** Opening Task data block **

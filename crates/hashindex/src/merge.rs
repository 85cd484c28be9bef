//! Merging a base file with its ordered deltas.
//!
//! [`MergeIterator`] walks N hash-indexed files in key-hash order. When the
//! same key hash appears in more than one input, the entry from the **newest**
//! input wins: inputs are numbered base = 0, then deltas in ascending version
//! order, and the highest source index is kept.
//!
//! [`merge`] streams that iterator into a new file, passing every surviving
//! value through an optional [`ValueTransformer`] first.

use anyhow::{bail, Result};
use std::cmp::Ordering;
use std::collections::BinaryHeap;
use std::path::Path;
use tracing::debug;

use crate::reader::{HashIndexIter, HashIndexReader};
use crate::writer::{HashIndexWriter, WriteSummary};

/// Hook applied to each value that survives a merge.
///
/// `source` is the index of the input the value came from (0 = base,
/// `i` = i-th delta). The blob store uses this to shift record-file offsets
/// when it concatenates record files.
pub trait ValueTransformer {
    fn transform(&self, value: &mut [u8], source: usize) -> Result<()>;
}

impl<F> ValueTransformer for F
where
    F: Fn(&mut [u8], usize) -> Result<()>,
{
    fn transform(&self, value: &mut [u8], source: usize) -> Result<()> {
        self(value, source)
    }
}

/// The next pending record of one input.
struct HeapEntry {
    hash: Vec<u8>,
    value: Vec<u8>,
    source: usize,
}

impl PartialEq for HeapEntry {
    fn eq(&self, other: &Self) -> bool {
        self.hash == other.hash && self.source == other.source
    }
}

impl Eq for HeapEntry {}

impl PartialOrd for HeapEntry {
    fn partial_cmp(&self, other: &Self) -> Option<Ordering> {
        Some(self.cmp(other))
    }
}

impl Ord for HeapEntry {
    fn cmp(&self, other: &Self) -> Ordering {
        // BinaryHeap is a max-heap: smallest hash first, and among equal
        // hashes the newest source first.
        other
            .hash
            .cmp(&self.hash)
            .then_with(|| self.source.cmp(&other.source))
    }
}

/// Merges several hash-indexed files into one sorted, deduplicated stream of
/// `(key_hash, value, source)`.
pub struct MergeIterator<'a> {
    sources: Vec<HashIndexIter<'a>>,
    heap: BinaryHeap<HeapEntry>,
}

impl<'a> MergeIterator<'a> {
    /// Creates a merge over `readers`, oldest first.
    pub fn new(readers: &[&'a HashIndexReader]) -> Result<Self> {
        let mut sources: Vec<HashIndexIter<'a>> = readers.iter().map(|r| r.iter()).collect();
        let mut heap = BinaryHeap::with_capacity(sources.len());
        for (source, iter) in sources.iter_mut().enumerate() {
            if let Some(first) = iter.next() {
                let (hash, value) = first?;
                heap.push(HeapEntry { hash, value, source });
            }
        }
        Ok(Self { sources, heap })
    }

    fn advance(&mut self, source: usize) -> Result<()> {
        if let Some(next) = self.sources[source].next() {
            let (hash, value) = next?;
            self.heap.push(HeapEntry { hash, value, source });
        }
        Ok(())
    }

    /// Returns the next surviving record, or `None` once every input is
    /// exhausted.
    pub fn next_entry(&mut self) -> Result<Option<(Vec<u8>, Vec<u8>, usize)>> {
        let top = match self.heap.pop() {
            Some(e) => e,
            None => return Ok(None),
        };
        self.advance(top.source)?;

        // Older inputs holding the same hash are shadowed.
        while self.heap.peek().map_or(false, |p| p.hash == top.hash) {
            if let Some(shadowed) = self.heap.pop() {
                self.advance(shadowed.source)?;
            }
        }

        Ok(Some((top.hash, top.value, top.source)))
    }
}

/// Merges `base` and `deltas` (ascending version order) into a new file at
/// `output`, written with the base's options.
///
/// # Errors
///
/// Fails if the inputs disagree on key-hash or value width, on any read or
/// write error, or if the transformer fails. The output's temp file is
/// removed on failure.
pub fn merge(
    base: &HashIndexReader,
    deltas: &[&HashIndexReader],
    output: &Path,
    transformer: Option<&dyn ValueTransformer>,
) -> Result<WriteSummary> {
    let opts = base.options().clone();
    for delta in deltas {
        let d = delta.options();
        if d.key_hash_size != opts.key_hash_size || d.value_size != opts.value_size {
            bail!(
                "delta {} has shape {}+{} bytes, base has {}+{}",
                delta.path().display(),
                d.key_hash_size,
                d.value_size,
                opts.key_hash_size,
                opts.value_size
            );
        }
    }

    let mut inputs: Vec<&HashIndexReader> = Vec::with_capacity(deltas.len() + 1);
    inputs.push(base);
    inputs.extend_from_slice(deltas);

    let mut iter = MergeIterator::new(&inputs)?;
    let mut writer = HashIndexWriter::create(output, opts)?;
    while let Some((hash, mut value, source)) = iter.next_entry()? {
        if let Some(t) = transformer {
            t.transform(&mut value, source)?;
        }
        writer.write_hash(&hash, &value)?;
    }
    let summary = writer.finish()?;

    debug!(
        output = %output.display(),
        inputs = inputs.len(),
        records = summary.num_records,
        "hash index merge complete"
    );
    Ok(summary)
}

** Closing Task data block **

**What the task asks**
Report all lines above with "HeapEntry".

**Response**
struct HeapEntry {
impl PartialEq for HeapEntry {
impl Eq for HeapEntry {}
impl PartialOrd for HeapEntry {
impl Ord for HeapEntry {
    heap: BinaryHeap<HeapEntry>,
                heap.push(HeapEntry { hash, value, source });
            self.heap.push(HeapEntry { hash, value, source });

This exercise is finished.